Find the lines below that contain the string "StoreContext". Copy each one.
* * * *
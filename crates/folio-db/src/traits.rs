use std::io::Read;

use chrono::{DateTime, Utc};
use folio_doc::{Document, Filter, SortSpec, Value};
use serde::{Deserialize, Serialize};

use crate::error::DbResult;
use crate::pipeline::Stage;

/// Window and ordering applied to a `find`.
#[derive(Clone, Debug, Default, PartialEq)]
pub struct FindOptions {
    pub sort: Option<SortSpec>,
    pub skip: usize,
    pub limit: Option<usize>,
}

impl FindOptions {
    /// A `[skip, skip + limit)` window in natural order.
    pub fn window(skip: usize, limit: usize) -> Self {
        Self {
            sort: None,
            skip,
            limit: Some(limit),
        }
    }
}

/// Index definition. Indexes with an existing name are left untouched.
#[derive(Clone, Debug, PartialEq, Eq, Serialize, Deserialize)]
pub struct IndexSpec {
    pub name: String,
    /// Dotted key paths, in order.
    pub keys: Vec<String>,
    #[serde(default)]
    pub unique: bool,
    /// Sparse indexes ignore documents that have none of the key fields.
    #[serde(default)]
    pub sparse: bool,
}

impl IndexSpec {
    /// An ascending index over `keys`, neither unique nor sparse.
    pub fn ascending(name: impl Into<String>, keys: &[&str]) -> Self {
        Self {
            name: name.into(),
            keys: keys.iter().map(|k| k.to_string()).collect(),
            unique: false,
            sparse: false,
        }
    }

    /// Reject documents that duplicate an existing key.
    pub fn unique(mut self) -> Self {
        self.unique = true;
        self
    }

    /// Skip documents missing every indexed field.
    pub fn sparse(mut self) -> Self {
        self.sparse = true;
        self
    }
}

/// Document database boundary.
///
/// All implementations must satisfy these invariants:
/// - Each write affects a single document and is atomic.
/// - Reading a collection that was never written returns no documents
///   rather than an error.
/// - Views are read-only and always reflect the current state of their
///   source.
/// - All I/O errors are propagated, never silently ignored.
pub trait DocumentDatabase: Send + Sync {
    /// Insert a new document.
    ///
    /// Fails with `DuplicateKey` if a unique index would be violated.
    fn insert_one(&self, collection: &str, doc: Document) -> DbResult<()>;

    /// Matching documents in natural (insertion) order unless sorted.
    fn find(&self, collection: &str, filter: &Filter, options: &FindOptions)
        -> DbResult<Vec<Document>>;

    /// Replace the first document matching `filter` wholesale.
    ///
    /// Returns `Ok(false)` if nothing matched.
    fn replace_one(&self, collection: &str, filter: &Filter, doc: Document) -> DbResult<bool>;

    /// Delete the first document matching `filter`. Returns `true` if one was deleted.
    fn delete_one(&self, collection: &str, filter: &Filter) -> DbResult<bool>;

    /// Run an aggregation pipeline over a collection or view.
    fn aggregate(&self, collection: &str, pipeline: &[Stage]) -> DbResult<Vec<Document>>;

    /// Define a read-only view of `source` transformed by `pipeline`.
    ///
    /// Fails with `NamespaceExists` if `name` is already a collection or view.
    fn create_view(&self, name: &str, source: &str, pipeline: Vec<Stage>) -> DbResult<()>;

    /// Create an index on a collection.
    fn create_index(&self, collection: &str, index: IndexSpec) -> DbResult<()>;

    /// Names of all collections and views.
    fn list_collections(&self) -> DbResult<Vec<String>>;

    /// Remove every collection, view and index.
    fn drop_database(&self) -> DbResult<()>;

    /// The first matching document.
    fn find_one(&self, collection: &str, filter: &Filter) -> DbResult<Option<Document>> {
        let mut docs = self.find(collection, filter, &FindOptions::window(0, 1))?;
        Ok(docs.pop())
    }

    /// Number of matching documents.
    fn count(&self, collection: &str, filter: &Filter) -> DbResult<u64> {
        Ok(self.find(collection, filter, &FindOptions::default())?.len() as u64)
    }

    /// Distinct values of `field` across the collection, in first-seen order.
    ///
    /// Array values contribute their elements.
    fn distinct(&self, collection: &str, field: &str) -> DbResult<Vec<Value>> {
        let docs = self.find(collection, &Filter::All, &FindOptions::default())?;
        let mut seen: Vec<Value> = Vec::new();
        for doc in &docs {
            let candidates = match folio_doc::get_path(doc, field) {
                Some(Value::Array(items)) => items.clone(),
                Some(value) => vec![value.clone()],
                None => continue,
            };
            for value in candidates {
                if !seen.iter().any(|s| folio_doc::values_equal(s, &value)) {
                    seen.push(value);
                }
            }
        }
        Ok(seen)
    }
}

/// Descriptive data about one stored large object.
#[derive(Clone, Debug, PartialEq, Serialize, Deserialize)]
pub struct LargeObjectInfo {
    pub id: String,
    pub filename: String,
    pub length: u64,
    pub metadata: Document,
    pub upload_date: DateTime<Utc>,
}

/// Large-object (blob) store boundary.
///
/// Uploads are immutable; replacing content means uploading a new object
/// and deleting the old one.
pub trait LargeObjectStore: Send + Sync {
    /// Store the full contents of `source` and return the generated id.
    fn upload(&self, filename: &str, source: &mut dyn Read, metadata: Document)
        -> DbResult<String>;

    /// Open a reader over an object's bytes. Dropping the reader releases it.
    fn open(&self, id: &str) -> DbResult<Box<dyn Read + Send>>;

    /// Metadata for an object.
    fn info(&self, id: &str) -> DbResult<LargeObjectInfo>;

    /// Delete an object. Fails with `LargeObjectNotFound` if absent.
    fn delete(&self, id: &str) -> DbResult<()>;

    /// All objects uploaded under `filename`, oldest first.
    fn find_by_filename(&self, filename: &str) -> DbResult<Vec<LargeObjectInfo>>;
}
use std::collections::BTreeSet;
use std::sync::{Arc, Mutex};

use folio_db::{
    DocumentDatabase, InMemoryDatabase, InMemoryLargeObjectStore, LargeObjectStore, Stage,
};
use folio_doc::{Document, Filter, SortSpec, Value};
use tracing::{debug, info};

use crate::config::StorageConfig;
use crate::context::StoreContext;
use crate::error::{StorageError, StorageResult};
use crate::mime::{ContentTypeSniffer, ExtensionSniffer};
use crate::object::{DigitalObject, OID_FIELD};
use crate::query::{paged_pipeline, PagedResult, QueryCursor, DEFAULT_ROWS};
use crate::views::{self, Provisioned};

/// Top-level digital-object store.
///
/// Hands out [`DigitalObject`] handles bound to a shared database and
/// large-object store, and runs queries over record collections and the
/// provisioned views.
pub struct ObjectStore {
    config: StorageConfig,
    ctx: Arc<StoreContext>,
    provisioned: Provisioned,
    /// Serializes the check-then-insert of `create_object` within this
    /// process. Other processes are caught by the unique oid index.
    creating: Mutex<()>,
}

impl ObjectStore {
    /// Open a store over existing database handles, provisioning views and
    /// indexes.
    pub fn open(
        config: StorageConfig,
        db: Arc<dyn DocumentDatabase>,
        blobs: Arc<dyn LargeObjectStore>,
    ) -> StorageResult<Self> {
        Self::open_with(config, db, blobs, Arc::new(ExtensionSniffer))
    }

    /// Like [`open`](Self::open) with a custom content-type sniffer.
    pub fn open_with(
        config: StorageConfig,
        db: Arc<dyn DocumentDatabase>,
        blobs: Arc<dyn LargeObjectStore>,
        sniffer: Arc<dyn ContentTypeSniffer>,
    ) -> StorageResult<Self> {
        config.validate()?;
        let provisioned = views::provision(db.as_ref(), &config)?;
        let ctx = Arc::new(StoreContext::new(&config, db, blobs, sniffer));
        info!(
            database = %config.database.name,
            collection = %config.collections.default,
            backend = ?config.payload.backend,
            "object store opened"
        );
        Ok(Self {
            config,
            ctx,
            provisioned,
            creating: Mutex::new(()),
        })
    }

    /// A store over fresh in-memory backends.
    pub fn in_memory(config: StorageConfig) -> StorageResult<Self> {
        Self::open(
            config,
            Arc::new(InMemoryDatabase::new()),
            Arc::new(InMemoryLargeObjectStore::new()),
        )
    }

    /// The configuration the store was opened with.
    pub fn config(&self) -> &StorageConfig {
        &self.config
    }

    /// The document database.
    pub fn database(&self) -> &Arc<dyn DocumentDatabase> {
        &self.ctx.db
    }

    /// The large-object store.
    pub fn blobs(&self) -> &Arc<dyn LargeObjectStore> {
        &self.ctx.blobs
    }

    /// Shared state handed to every object.
    pub fn context(&self) -> &Arc<StoreContext> {
        &self.ctx
    }

    /// Views created or found by the last provisioning run.
    pub fn provisioned(&self) -> &Provisioned {
        &self.provisioned
    }

    /// Collection used when none is named.
    pub fn default_collection(&self) -> &str {
        &self.config.collections.default
    }

    /// Name of the record-metadata view.
    pub fn record_view_name(&self) -> &str {
        &self.config.collections.record_metadata_view
    }

    // ---- Object operations ----

    /// Create and persist an empty object in the default collection.
    pub fn create_object(&self, oid: &str) -> StorageResult<DigitalObject> {
        self.create_object_in(oid, &self.config.collections.default)
    }

    /// Create an empty object in `collection`. Fails with `Conflict` if it exists.
    pub fn create_object_in(&self, oid: &str, collection: &str) -> StorageResult<DigitalObject> {
        let object = self.bind(oid, collection)?;
        let _guard = self.creating.lock().expect("lock poisoned");
        if object.exists_in_storage()? {
            return Err(StorageError::Conflict(format!("object {oid} already exists")));
        }
        object.save()?;
        Ok(object)
    }

    /// Load an existing object from the default collection.
    pub fn get_object(&self, oid: &str) -> StorageResult<DigitalObject> {
        self.get_object_in(oid, &self.config.collections.default)
    }

    /// Load an existing object from `collection`.
    pub fn get_object_in(&self, oid: &str, collection: &str) -> StorageResult<DigitalObject> {
        let object = self.bind(oid, collection)?;
        object.load()?;
        Ok(object)
    }

    /// Delete an object's metadata documents. Payload content must be
    /// removed first.
    pub fn remove_object(&self, oid: &str) -> StorageResult<()> {
        self.remove_object_in(oid, &self.config.collections.default)
    }

    /// Remove an object's metadata from `collection`. Payloads are not touched.
    pub fn remove_object_in(&self, oid: &str, collection: &str) -> StorageResult<()> {
        self.bind(oid, collection)?.remove()
    }

    /// Every object id in the store.
    ///
    /// Reads the whole metadata collection; meant for administration, not
    /// request paths.
    pub fn list_object_ids(&self) -> StorageResult<BTreeSet<String>> {
        let values = self
            .ctx
            .db
            .distinct(&self.ctx.metadata_collection, OID_FIELD)
            .map_err(|e| StorageError::from_db(e, "list object ids"))?;
        Ok(values
            .into_iter()
            .filter_map(|v| match v {
                Value::String(s) => Some(s),
                _ => None,
            })
            .collect())
    }

    fn bind(&self, oid: &str, collection: &str) -> StorageResult<DigitalObject> {
        if oid.trim().is_empty() {
            return Err(StorageError::InvalidArgument("object id must not be empty".into()));
        }
        if collection.trim().is_empty() {
            return Err(StorageError::InvalidArgument("collection must not be empty".into()));
        }
        Ok(DigitalObject::new(self.ctx.clone(), oid, collection))
    }

    // ---- Queries ----

    /// One page of the documents in `collection` matching `filter`.
    ///
    /// `filter` and `sort` are JSON documents. Field names in them are
    /// matched against stored (escaped) keys; returned documents are
    /// unescaped. No match yields `{numFound: 0, docs: []}`.
    pub fn paged_query(
        &self,
        collection: &str,
        filter: &str,
        start: usize,
        rows: usize,
        sort: Option<&str>,
    ) -> StorageResult<PagedResult> {
        let filter = parse_filter(filter)?;
        let sort = sort
            .filter(|s| !s.trim().is_empty())
            .map(SortSpec::parse)
            .transpose()
            .map_err(|e| StorageError::InvalidArgument(e.to_string()))?;
        let stages = paged_pipeline(filter, start, rows, sort);
        let output = self
            .ctx
            .db
            .aggregate(collection, &stages)
            .map_err(|e| StorageError::from_db(e, format!("paged query on {collection}")))?;
        let page = PagedResult::from_aggregate(output, &self.ctx.codec)?;
        debug!(collection, start, rows, num_found = page.num_found, "paged query");
        Ok(page)
    }

    /// The first [`DEFAULT_ROWS`] matches in natural order.
    pub fn first_page(&self, collection: &str, filter: &str) -> StorageResult<PagedResult> {
        self.paged_query(collection, filter, 0, DEFAULT_ROWS, None)
    }

    /// All documents in `collection` matching `filter`, fetched lazily.
    pub fn query(&self, collection: &str, filter: &str) -> StorageResult<QueryCursor> {
        let filter = parse_filter(filter)?;
        Ok(QueryCursor::new(
            self.ctx.db.clone(),
            self.ctx.codec.clone(),
            collection.to_string(),
            filter,
        ))
    }

    /// Run a raw pipeline. Output documents are unescaped.
    pub fn aggregate(&self, collection: &str, pipeline: &[Stage]) -> StorageResult<Vec<Document>> {
        let output = self
            .ctx
            .db
            .aggregate(collection, pipeline)
            .map_err(|e| StorageError::from_db(e, format!("aggregate on {collection}")))?;
        Ok(output.iter().map(|doc| self.ctx.codec.unescape(doc)).collect())
    }

    // ---- Administration ----

    /// Drop every collection, view and index, then provision views and
    /// indexes again so the store stays usable.
    pub fn drop_database(&mut self) -> StorageResult<()> {
        self.ctx
            .db
            .drop_database()
            .map_err(|e| StorageError::from_db(e, "drop database"))?;
        self.provisioned = views::provision(self.ctx.db.as_ref(), &self.config)?;
        info!(database = %self.config.database.name, "database dropped");
        Ok(())
    }
}

fn parse_filter(text: &str) -> StorageResult<Filter> {
    if text.trim().is_empty() {
        return Ok(Filter::All);
    }
    Filter::parse(text).map_err(|e| StorageError::InvalidArgument(e.to_string()))
}

impl std::fmt::Debug for ObjectStore {
    fn fmt(&self, f: &mut std::fmt::Formatter<'_>) -> std::fmt::Result {
        f.debug_struct("ObjectStore")
            .field("database", &self.config.database.name)
            .field("default_collection", &self.config.collections.default)
            .field("metadata_collection", &self.ctx.metadata_collection)
            .finish()
    }
}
* * * *
FINISHED TASK:
use crate::context::StoreContext;
    ctx: Arc<StoreContext>,
        let ctx = Arc::new(StoreContext::new(&config, db, blobs, sniffer));
    pub fn context(&self) -> &Arc<StoreContext> {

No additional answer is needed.